If you have no idea why I'm writing about this, or what the title of this post refers to, then you're either a newbie, an occasional reader of these blogs, or else have had the good fortune to either miss or ignore the maelstrom.  Rest assured folks, I have not had that good fortune--I have neither missed nor ignored it.

But some folks seem to think that if I don't agree with their assessment of whether something is a violation of our Terms of Use worthy of removal or other disciplinary action (or, conversely, when I act on something they don't think needed to be acted on), that constitutes either a lack of oversight, a damning bias on my part, or a desire to silence different opinions.

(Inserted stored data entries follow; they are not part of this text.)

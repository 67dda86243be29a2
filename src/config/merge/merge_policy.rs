//! Merge rules: defaults, override order, conflict handling.
//!
//! Layers, lowest to highest: the target's current values, registered
//! defaults, environment variables, the bound config file, explicit overrides.

use crate::config::registry::Registry;
use crate::error::LoadError;
use config::builder::DefaultState;
use config::{ConfigBuilder, Value, ValueKind};
use serde_json::Value as JsonValue;
use std::collections::HashSet;

/// Apply every registered default to builder.
pub fn apply_defaults(
    builder: ConfigBuilder<DefaultState>,
    registry: &Registry,
) -> Result<ConfigBuilder<DefaultState>, LoadError> {
    registry
        .defaults()
        .try_fold(builder, |builder, (key, value)| {
            builder
                .set_default(key.as_str(), value)
                .map_err(|source| LoadError::InvalidKey { key, source })
        })
}

/// Seed the defaults layer with the target's current values.
///
/// Leaves that carry a registered default are skipped so the declared default
/// wins; every other leaf keeps the value it had before the load. Objects are
/// flattened into dotted keys while their keys are plain identifiers; maps with
/// other keys are set as one table.
pub fn apply_current_values(
    builder: ConfigBuilder<DefaultState>,
    current: &JsonValue,
    registry: &Registry,
) -> Result<ConfigBuilder<DefaultState>, LoadError> {
    let defaulted: HashSet<String> = registry.defaults().map(|(key, _)| key).collect();

    let mut leaves = Vec::new();
    flatten(None, current, &mut leaves);

    leaves
        .into_iter()
        .filter(|(key, _)| {
            let key = key.to_lowercase();
            let below = format!("{}.", key);
            !defaulted.contains(&key) && !defaulted.iter().any(|d| d.starts_with(&below))
        })
        .try_fold(builder, |builder, (key, value)| {
            builder
                .set_default(key.as_str(), value)
                .map_err(|source| LoadError::InvalidKey { key, source })
        })
}

fn flatten(prefix: Option<&str>, value: &JsonValue, out: &mut Vec<(String, Value)>) {
    match value {
        JsonValue::Null => {}
        JsonValue::Object(map) if !map.is_empty() && map.keys().all(|k| is_plain_key(k)) => {
            for (name, child) in map {
                let key = match prefix {
                    Some(prefix) => format!("{}.{}", prefix, name),
                    None => name.clone(),
                };
                flatten(Some(&key), child, out);
            }
        }
        other => {
            if let Some(prefix) = prefix {
                out.push((prefix.to_string(), to_config_value(other)));
            }
        }
    }
}

fn is_plain_key(key: &str) -> bool {
    !key.is_empty()
        && key
            .chars()
            .all(|c| c.is_ascii_alphanumeric() || c == '_' || c == '-')
}

fn to_config_value(value: &JsonValue) -> Value {
    let kind = match value {
        JsonValue::Null => ValueKind::Nil,
        JsonValue::Bool(b) => ValueKind::Boolean(*b),
        JsonValue::Number(n) => match (n.as_i64(), n.as_u64()) {
            (Some(i), _) => ValueKind::I64(i),
            (None, Some(u)) => ValueKind::U64(u),
            (None, None) => ValueKind::Float(n.as_f64().unwrap_or_default()),
        },
        JsonValue::String(s) => ValueKind::String(s.clone()),
        JsonValue::Array(items) => ValueKind::Array(items.iter().map(to_config_value).collect()),
        JsonValue::Object(map) => ValueKind::Table(
            map.iter()
                .map(|(k, v)| (k.clone(), to_config_value(v)))
                .collect(),
        ),
    };
    Value::new(None, kind)
}

/// Apply explicit overrides on top of every other layer.
pub fn apply_overrides(
    builder: ConfigBuilder<DefaultState>,
    overrides: &[(String, String)],
) -> Result<ConfigBuilder<DefaultState>, LoadError> {
    overrides
        .iter()
        .try_fold(builder, |builder, (key, value)| {
            builder
                .set_override(key.as_str(), value.as_str())
                .map_err(|source| LoadError::InvalidKey {
                    key: key.clone(),
                    source,
                })
        })
}
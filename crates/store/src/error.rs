use api_client::error::ApiError;
use thiserror::Error;

#[derive(Error, Debug)]
pub enum StoreError {
    /// Rejected before any request was sent.
    #[error("Validation failed: {0}")]
    Validation(String),

    #[error("API client error: {0}")]
    Api(#[from] ApiError),

    #[error("No market data available for instrument {0}")]
    NoMarketData(u64),

    /// The account changed while the request was in flight; the result was
    /// dropped.
    #[error("Response for a previous session was discarded")]
    Stale,
}

impl StoreError {
    /// The text routed to the notification for this failure.
    pub fn user_message(&self) -> String {
        match self {
            StoreError::Validation(message) => message.clone(),
            StoreError::Api(e) => e.user_message(),
            StoreError::NoMarketData(_) => self.to_string(),
            StoreError::Stale => self.to_string(),
        }
    }
}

I want to thank witbee for posting that excerpt of our Terms of Use on the thread in question, and for others who chimed in about the responsibility of community members to familiarize themselves with the rules and to police themselves first and foremost.

I am not a lawyer.  Yes, our Terms of Use contain legal terms, but I am not holding up flagged images to a legal obscenity test.  The clause that witbee pasted refers to "false, defamatory, abusive, obscene, threatening, racially offensive, sexually explicit or illegal material," and elsewhere the word "pornographic" is used.  We don't allow profanity or slurs--some folks think that if I remove a slur from a comment, that means that I'm censoring their opinions.  Nope--I'm removing a slur.  Notice that, in the thread in question, I did not remove the many proclamations of personal disgust, some of which were more colorful than others and could have very well been flagged as violations or personal attacks of someone had wanted to.  (Not that that means I would've acted on them, I'm just illustrating my point.)  I only removed the slurs.  We've had this conversation before--it's not about the content or the opinion, it's about not using language that we've prohibited to describe the content or opinion.  If you can't express yourself without breaking out the f-bombs or slurs, then, well, there are plenty of unregulated spots on these interwebs.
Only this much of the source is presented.